通過查閱現有的文獻得知，目前還未有與湖羊產羔數性狀的GWAS研究報道。GWAS已經是應用非常普遍的功能基因篩選方法，但仍存在一些缺陷，比如檢測結果中得不到顯著性的SNP位點，或者得到的假陽性的顯著性結果[17]。出現這樣的結果可能是由于以下因素導致：①GWAS研究群體的規模小，導致檢驗功效較低；②SNP標記的密度低或者標記分布不均勻；③選擇的統計模型不適合；④表型值檢測不準確；⑤目標性狀遺傳力低且受微效多基因控制。

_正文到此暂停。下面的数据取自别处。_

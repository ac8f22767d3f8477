//! Shared handles every core operation needs.

use crate::clock::{Clock, SystemClock};
use crate::core::locks::LockTable;
use sea_orm::DatabaseConnection;
use std::sync::Arc;

/// Database connection, time source and lock table.
///
/// Cloning is cheap; clones share the same lock table.
#[derive(Debug, Clone)]
pub struct CoreContext {
    /// Database connection for all store access
    pub db: DatabaseConnection,
    clock: Arc<dyn Clock>,
    locks: Arc<LockTable>,
}

impl CoreContext {
    /// Creates a context with an explicit clock.
    #[must_use]
    pub fn new(db: DatabaseConnection, clock: Arc<dyn Clock>) -> Self {
        Self {
            db,
            clock,
            locks: Arc::new(LockTable::default()),
        }
    }

    /// Creates a context that reads the host clock.
    #[must_use]
    pub fn with_system_clock(db: DatabaseConnection) -> Self {
        Self::new(db, Arc::new(SystemClock))
    }

    /// The time source.
    #[must_use]
    pub fn clock(&self) -> &dyn Clock {
        self.clock.as_ref()
    }

    pub(crate) fn locks(&self) -> &LockTable {
        &self.locks
    }
}
//! HTTP mapping of [`Error`].

use crate::errors::{Error, PurchaseRejection};
use axum::extract::rejection::{JsonRejection, QueryRejection};
use axum::http::StatusCode;
use axum::response::{IntoResponse, Response};
use serde_json::{Value, json};
use tracing::{debug, error};

use super::response::error as error_response;

impl Error {
    /// Status code returned to HTTP clients.
    #[must_use]
    pub const fn status_code(&self) -> StatusCode {
        match self {
            Self::Validation { .. } | Self::Rejected(_) => StatusCode::BAD_REQUEST,
            Self::Unauthenticated => StatusCode::UNAUTHORIZED,
            Self::PermissionDenied { .. } | Self::Forbidden { .. } => StatusCode::FORBIDDEN,
            Self::NotFound { .. } => StatusCode::NOT_FOUND,
            Self::Conflict { .. } => StatusCode::CONFLICT,
            Self::InvariantViolation { .. }
            | Self::Database(_)
            | Self::Config { .. }
            | Self::Io(_)
            | Self::EnvVar(_) => StatusCode::INTERNAL_SERVER_ERROR,
        }
    }

    fn details(&self) -> Option<Value> {
        match self {
            Self::Conflict {
                hall_id,
                session_id,
            } => Some(json!({ "hall_id": hall_id, "session_id": session_id })),
            Self::Rejected(rejection) => Some(match rejection {
                PurchaseRejection::DateInPast { show_date } => json!({ "show_date": show_date }),
                PurchaseRejection::SessionStarted { start_time } => {
                    json!({ "start_time": start_time })
                }
                PurchaseRejection::OutsideRun {
                    show_date,
                    start_date,
                    end_date,
                } => json!({
                    "show_date": show_date,
                    "start_date": start_date,
                    "end_date": end_date,
                }),
                PurchaseRejection::InsufficientCapacity {
                    available,
                    requested,
                } => json!({ "available": available, "requested": requested }),
                PurchaseRejection::InsufficientFunds { balance, required } => {
                    json!({ "balance": balance, "required": required })
                }
            }),
            _ => None,
        }
    }
}

impl From<JsonRejection> for Error {
    fn from(rejection: JsonRejection) -> Self {
        Self::validation(format!("Invalid request body: {}", rejection.body_text()))
    }
}

impl From<QueryRejection> for Error {
    fn from(rejection: QueryRejection) -> Self {
        Self::validation(format!("Invalid query string: {}", rejection.body_text()))
    }
}

impl IntoResponse for Error {
    fn into_response(self) -> Response {
        let status = self.status_code();
        let code = self.code();

        // internals stay in the log
        let public_message = if status.is_server_error() {
            error!(error = ?self, "Request failed");
            "An internal error occurred".to_string()
        } else {
            debug!(code, message = %self, "Request rejected");
            self.to_string()
        };

        error_response(code, public_message, self.details(), status)
    }
}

本研究使用的是湖羊二代重測序數據，SNP密度很高，從曼哈頓圖中的SNP密度分布圖可以看出，鑒定到的所有SNP都均勻分布，未出現分布不均勻的情況。Q_Q圖結果也顯示選擇的混合線性模型是適合的。然而，湖羊產羔數的全基因組關聯分析的結果未鑒定到顯著性的SNP位點，推測可能由以下原因所導致：①湖羊的繁殖性狀的遺傳力低，只有0.125，并且繁殖性狀是一種數量性狀，受微效多基因控制[18]，導致單個基因的效應對湖羊整個產羔數貢獻不大，達不到GWAS研究檢測的顯著性閾值，從而不能通過GWAS的分析方法挖掘出來；②GWAS分析中使用的群體規模應該越大越好，群體大小是制約GWAS分析檢驗功效的第一要素，群體越大有助于陽性結果的檢出。